▸ **What to work on**: An exact transcription of all the entries below is required.

▸ **Records shown**:
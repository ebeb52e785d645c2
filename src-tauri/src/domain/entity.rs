//! Domain Layer - Errors and Mutation Results
//!
//! Every mutating store operation answers with a `MutationResult`;
//! internally the repositories speak `DomainResult`.

use serde::{Deserialize, Serialize};

/// Common result type for domain operations
pub type DomainResult<T> = Result<T, DomainError>;

/// Domain-level errors
#[derive(Debug, Clone, PartialEq, Serialize, Deserialize)]
pub enum DomainError {
    /// The addressed position is not valid for the current list length
    IndexOutOfBounds { index: usize, len: usize },
    Internal(String),
}

impl std::fmt::Display for DomainError {
    fn fmt(&self, f: &mut std::fmt::Formatter<'_>) -> std::fmt::Result {
        match self {
            DomainError::IndexOutOfBounds { index, len } => {
                write!(f, "Index out of bounds: {} (len {})", index, len)
            }
            DomainError::Internal(msg) => write!(f, "Internal error: {}", msg),
        }
    }
}

impl std::error::Error for DomainError {}

/// Wire answer of `add_element_at` / `update_element_at` / `remove_element_at`
///
/// Serialized as the bare strings `"Ok"` and `"IndexOutOfBounds"`.
#[derive(Debug, Clone, Copy, PartialEq, Eq, Serialize, Deserialize)]
pub enum MutationResult {
    Ok,
    IndexOutOfBounds,
}

impl MutationResult {
    /// Fold a repository result into the wire answer.
    ///
    /// Only an out-of-bounds index is an answer; other errors stay errors.
    pub fn from_domain(result: DomainResult<()>) -> DomainResult<Self> {
        match result {
            Ok(()) => Ok(MutationResult::Ok),
            Err(DomainError::IndexOutOfBounds { .. }) => Ok(MutationResult::IndexOutOfBounds),
            Err(e) => Err(e),
        }
    }
}

#[cfg(test)]
mod tests {
    use super::*;

    #[test]
    fn test_mutation_result_wire_format() {
        assert_eq!(serde_json::to_string(&MutationResult::Ok).unwrap(), r#""Ok""#);
        assert_eq!(
            serde_json::to_string(&MutationResult::IndexOutOfBounds).unwrap(),
            r#""IndexOutOfBounds""#
        );
    }

    #[test]
    fn test_from_domain() {
        assert_eq!(MutationResult::from_domain(Ok(())), Ok(MutationResult::Ok));
        assert_eq!(
            MutationResult::from_domain(Err(DomainError::IndexOutOfBounds { index: 3, len: 1 })),
            Ok(MutationResult::IndexOutOfBounds)
        );
        assert!(MutationResult::from_domain(Err(DomainError::Internal("disk".into()))).is_err());
    }
}
//! To-Do Frontend App
//!
//! Main application component: the list coordinator. Fetches the whole list
//! on mount and after every successful mutation, and owns the selection.

use leptos::prelude::*;
use leptos::task::spawn_local;
use reactive_stores::Store;

use crate::components::{CreateElementInput, ElementRow};
use crate::context::AppContext;
use crate::remote::{ListStore, TauriListStore};
use crate::store::{AppState, AppStateStoreFields};

#[component]
pub fn App() -> impl IntoView {
    // State
    let store = Store::new(AppState::new());
    let (reload_trigger, set_reload_trigger) = signal(0u32);

    // Provide context to all children
    provide_context(AppContext::new(set_reload_trigger, store));

    // Fetch all on mount and whenever the trigger changes
    Effect::new(move |_| {
        let trigger = reload_trigger.get();
        spawn_local(async move {
            match TauriListStore.list_all().await {
                Ok(loaded) => {
                    web_sys::console::log_1(
                        &format!("[APP] Fetched {} elements, trigger={}", loaded.len(), trigger).into(),
                    );
                    store.update(|s| s.replace_elements(loaded));
                }
                Err(e) => {
                    web_sys::console::error_1(&format!("[APP] list_all failed: {}", e).into());
                }
            }
        });
    });

    let len = Signal::derive(move || store.elements().with(|elements| elements.len()));

    view! {
        // Clicking anywhere outside an item title leaves edit mode
        <div class="app" on:click=move |_| store.update(|s| s.deactivate())>
            <h2>"To-Do List"</h2>

            <CreateElementInput len=len />

            <div class="elements">
                <For
                    each=move || 0..len.get()
                    key=|idx| *idx
                    children=move |idx| view! { <ElementRow index=idx /> }
                />
            </div>
        </div>
    }
}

▸ **Solution to the exercise**:
repository ebeb52e785d645c2
filename src-tauri/src/domain/entity.rs
//! Domain Layer - Errors and Mutation Results
//!
//! Every mutating store operation answers with a `MutationResult`;
//! internally the repositories speak `DomainResult`.

use serde::{Deserialize, Serialize};

/// Common result type for domain operations
pub type DomainResult<T> = Result<T, DomainError>;

/// Domain-level errors
#[derive(Debug, Clone, PartialEq, Serialize, Deserialize)]
pub enum DomainError {
    /// The addressed position is not valid for the current list length
    IndexOutOfBounds { index: usize, len: usize },
    Internal(String),
}

impl std::fmt::Display for DomainError {
    fn fmt(&self, f: &mut std::fmt::Formatter<'_>) -> std::fmt::Result {
        match self {
            DomainError::IndexOutOfBounds { index, len } => {
                write!(f, "Index out of bounds: {} (len {})", index, len)
            }
            DomainError::Internal(msg) => write!(f, "Internal error: {}", msg),
        }
    }
}

impl std::error::Error for DomainError {}

/// Wire answer of `add_element_at` / `update_element_at` / `remove_element_at`
///
/// Serialized as the bare strings `"Ok"` and `"IndexOutOfBounds"`.
#[derive(Debug, Clone, Copy, PartialEq, Eq, Serialize, Deserialize)]
pub enum MutationResult {
    Ok,
    IndexOutOfBounds,
}

impl MutationResult {
    /// Fold a repository result into the wire answer.
    ///
    /// Only an out-of-bounds index is an answer; other errors stay errors.
    pub fn from_domain(result: DomainResult<()>) -> DomainResult<Self> {
        match result {
            Ok(()) => Ok(MutationResult::Ok),
            Err(DomainError::IndexOutOfBounds { .. }) => Ok(MutationResult::IndexOutOfBounds),
            Err(e) => Err(e),
        }
    }
}

#[cfg(test)]
mod tests {
    use super::*;

    #[test]
    fn test_mutation_result_wire_format() {
        assert_eq!(serde_json::to_string(&MutationResult::Ok).unwrap(), r#""Ok""#);
        assert_eq!(
            serde_json::to_string(&MutationResult::IndexOutOfBounds).unwrap(),
            r#""IndexOutOfBounds""#
        );
    }

    #[test]
    fn test_from_domain() {
        assert_eq!(MutationResult::from_domain(Ok(())), Ok(MutationResult::Ok));
        assert_eq!(
            MutationResult::from_domain(Err(DomainError::IndexOutOfBounds { index: 3, len: 1 })),
            Ok(MutationResult::IndexOutOfBounds)
        );
        assert!(MutationResult::from_domain(Err(DomainError::Internal("disk".into()))).is_err());
    }
}
//! To-Do Frontend App
//!
//! Main application component: the list coordinator. Fetches the whole list
//! on mount and after every successful mutation, and owns the selection.

use leptos::prelude::*;
use leptos::task::spawn_local;
use reactive_stores::Store;

use crate::components::{CreateElementInput, ElementRow};
use crate::context::AppContext;
use crate::remote::{ListStore, TauriListStore};
use crate::store::{AppState, AppStateStoreFields};

#[component]
pub fn App() -> impl IntoView {
    // State
    let store = Store::new(AppState::new());
    let (reload_trigger, set_reload_trigger) = signal(0u32);

    // Provide context to all children
    provide_context(AppContext::new(set_reload_trigger, store));

    // Fetch all on mount and whenever the trigger changes
    Effect::new(move |_| {
        let trigger = reload_trigger.get();
        spawn_local(async move {
            match TauriListStore.list_all().await {
                Ok(loaded) => {
                    web_sys::console::log_1(
                        &format!("[APP] Fetched {} elements, trigger={}", loaded.len(), trigger).into(),
                    );
                    store.update(|s| s.replace_elements(loaded));
                }
                Err(e) => {
                    web_sys::console::error_1(&format!("[APP] list_all failed: {}", e).into());
                }
            }
        });
    });

    let len = Signal::derive(move || store.elements().with(|elements| elements.len()));

    view! {
        // Clicking anywhere outside an item title leaves edit mode
        <div class="app" on:click=move |_| store.update(|s| s.deactivate())>
            <h2>"To-Do List"</h2>

            <CreateElementInput len=len />

            <div class="elements">
                <For
                    each=move || 0..len.get()
                    key=|idx| *idx
                    children=move |idx| view! { <ElementRow index=idx /> }
                />
            </div>
        </div>
    }
}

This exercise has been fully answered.